ACTIVITY:
Transcribe the listing that follows exactly, from its first line to its last.

AVAILABLE RECORDS:
// This Source Code Form is subject to the terms of the Mozilla Public
// License, v. 2.0. If a copy of the MPL was not distributed with this
// file, You can obtain one at https://mozilla.org/MPL/2.0/.

//! Lenient timestamp decoding for API payloads.
//!
//! The content API is not consistent about how it encodes instants: dates
//! arrive as RFC 3339 strings, as naive `YYYY-MM-DD HH:MM:SS` strings (taken
//! as UTC), as bare dates and, for subscriptions, as Unix seconds or
//! milliseconds.

use chrono::{DateTime, FixedOffset, NaiveDate, NaiveDateTime, Utc};
use serde::{Deserialize, Deserializer, de::Error as _};

const NAIVE_FORMATS: [&str; 3] = ["%Y-%m-%d %H:%M:%S", "%Y-%m-%dT%H:%M:%S", "%Y-%m-%dT%H:%M:%S%.f"];

/// Epoch values beyond this magnitude are milliseconds, not seconds
const MILLIS_THRESHOLD: i64 = 20_000_000_000;

#[derive(Deserialize)]
#[serde(untagged)]
enum RawTimestamp {
    Seconds(i64),
    FractionalSeconds(f64),
    Text(String),
}

/// Parse a timestamp string in any of the formats the API emits
pub fn parse_timestamp(text: &str) -> Option<DateTime<FixedOffset>> {
    let text = text.trim();

    if let Ok(seconds) = text.parse::<i64>() {
        return from_unix(seconds);
    }

    DateTime::parse_from_rfc3339(text)
        .or_else(|_| DateTime::parse_from_rfc2822(text))
        .ok()
        .or_else(|| {
            NAIVE_FORMATS.iter().find_map(|format| {
                NaiveDateTime::parse_from_str(text, format)
                    .ok()
                    .map(|naive| naive.and_utc().fixed_offset())
            })
        })
        .or_else(|| {
            NaiveDate::parse_from_str(text, "%Y-%m-%d")
                .ok()
                .and_then(|date| date.and_hms_opt(0, 0, 0))
                .map(|naive| naive.and_utc().fixed_offset())
        })
}

fn from_unix(value: i64) -> Option<DateTime<FixedOffset>> {
    let dt = if value.unsigned_abs() > MILLIS_THRESHOLD as u64 {
        DateTime::<Utc>::from_timestamp_millis(value)
    } else {
        DateTime::<Utc>::from_timestamp(value, 0)
    };
    dt.map(|dt| dt.fixed_offset())
}

fn decode(raw: RawTimestamp) -> Result<Option<DateTime<FixedOffset>>, String> {
    match raw {
        RawTimestamp::Seconds(0) => Ok(None),
        RawTimestamp::Seconds(seconds) => from_unix(seconds)
            .map(Some)
            .ok_or_else(|| format!("timestamp {seconds} is out of range")),
        RawTimestamp::FractionalSeconds(seconds) if seconds == 0.0 => Ok(None),
        RawTimestamp::FractionalSeconds(seconds) => from_unix(seconds.trunc() as i64)
            .map(Some)
            .ok_or_else(|| format!("timestamp {seconds} is out of range")),
        RawTimestamp::Text(text) if text.trim().is_empty() || text.trim() == "0" => Ok(None),
        RawTimestamp::Text(text) => parse_timestamp(&text)
            .map(Some)
            .ok_or_else(|| format!("unrecognized timestamp '{text}'")),
    }
}

/// Deserialize a required timestamp
pub fn deserialize<'de, D>(deserializer: D) -> Result<DateTime<FixedOffset>, D::Error>
where
    D: Deserializer<'de>,
{
    let raw = RawTimestamp::deserialize(deserializer)?;
    decode(raw)
        .map_err(D::Error::custom)?
        .ok_or_else(|| D::Error::custom("timestamp must not be zero"))
}

/// Deserialize an optional timestamp where `null` and a raw zero both mean absent
pub mod optional {
    use super::*;

    pub fn deserialize<'de, D>(deserializer: D) -> Result<Option<DateTime<FixedOffset>>, D::Error>
    where
        D: Deserializer<'de>,
    {
        match Option::<RawTimestamp>::deserialize(deserializer)? {
            Some(raw) => decode(raw).map_err(D::Error::custom),
            None => Ok(None),
        }
    }
}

OUTPUT FOR THIS EXERCISE:
// This Source Code Form is subject to the terms of the Mozilla Public
// License, v. 2.0. If a copy of the MPL was not distributed with this
// file, You can obtain one at https://mozilla.org/MPL/2.0/.

//! Lenient timestamp decoding for API payloads.
//!
//! The content API is not consistent about how it encodes instants: dates
//! arrive as RFC 3339 strings, as naive `YYYY-MM-DD HH:MM:SS` strings (taken
//! as UTC), as bare dates and, for subscriptions, as Unix seconds or
//! milliseconds.

use chrono::{DateTime, FixedOffset, NaiveDate, NaiveDateTime, Utc};
use serde::{Deserialize, Deserializer, de::Error as _};

const NAIVE_FORMATS: [&str; 3] = ["%Y-%m-%d %H:%M:%S", "%Y-%m-%dT%H:%M:%S", "%Y-%m-%dT%H:%M:%S%.f"];

/// Epoch values beyond this magnitude are milliseconds, not seconds
const MILLIS_THRESHOLD: i64 = 20_000_000_000;

#[derive(Deserialize)]
#[serde(untagged)]
enum RawTimestamp {
    Seconds(i64),
    FractionalSeconds(f64),
    Text(String),
}

/// Parse a timestamp string in any of the formats the API emits
pub fn parse_timestamp(text: &str) -> Option<DateTime<FixedOffset>> {
    let text = text.trim();

    if let Ok(seconds) = text.parse::<i64>() {
        return from_unix(seconds);
    }

    DateTime::parse_from_rfc3339(text)
        .or_else(|_| DateTime::parse_from_rfc2822(text))
        .ok()
        .or_else(|| {
            NAIVE_FORMATS.iter().find_map(|format| {
                NaiveDateTime::parse_from_str(text, format)
                    .ok()
                    .map(|naive| naive.and_utc().fixed_offset())
            })
        })
        .or_else(|| {
            NaiveDate::parse_from_str(text, "%Y-%m-%d")
                .ok()
                .and_then(|date| date.and_hms_opt(0, 0, 0))
                .map(|naive| naive.and_utc().fixed_offset())
        })
}

fn from_unix(value: i64) -> Option<DateTime<FixedOffset>> {
    let dt = if value.unsigned_abs() > MILLIS_THRESHOLD as u64 {
        DateTime::<Utc>::from_timestamp_millis(value)
    } else {
        DateTime::<Utc>::from_timestamp(value, 0)
    };
    dt.map(|dt| dt.fixed_offset())
}

fn decode(raw: RawTimestamp) -> Result<Option<DateTime<FixedOffset>>, String> {
    match raw {
        RawTimestamp::Seconds(0) => Ok(None),
        RawTimestamp::Seconds(seconds) => from_unix(seconds)
            .map(Some)
            .ok_or_else(|| format!("timestamp {seconds} is out of range")),
        RawTimestamp::FractionalSeconds(seconds) if seconds == 0.0 => Ok(None),
        RawTimestamp::FractionalSeconds(seconds) => from_unix(seconds.trunc() as i64)
            .map(Some)
            .ok_or_else(|| format!("timestamp {seconds} is out of range")),
        RawTimestamp::Text(text) if text.trim().is_empty() || text.trim() == "0" => Ok(None),
        RawTimestamp::Text(text) => parse_timestamp(&text)
            .map(Some)
            .ok_or_else(|| format!("unrecognized timestamp '{text}'")),
    }
}

/// Deserialize a required timestamp
pub fn deserialize<'de, D>(deserializer: D) -> Result<DateTime<FixedOffset>, D::Error>
where
    D: Deserializer<'de>,
{
    let raw = RawTimestamp::deserialize(deserializer)?;
    decode(raw)
        .map_err(D::Error::custom)?
        .ok_or_else(|| D::Error::custom("timestamp must not be zero"))
}

/// Deserialize an optional timestamp where `null` and a raw zero both mean absent
pub mod optional {
    use super::*;

    pub fn deserialize<'de, D>(deserializer: D) -> Result<Option<DateTime<FixedOffset>>, D::Error>
    where
        D: Deserializer<'de>,
    {
        match Option::<RawTimestamp>::deserialize(deserializer)? {
            Some(raw) => decode(raw).map_err(D::Error::custom),
            None => Ok(None),
        }
    }
}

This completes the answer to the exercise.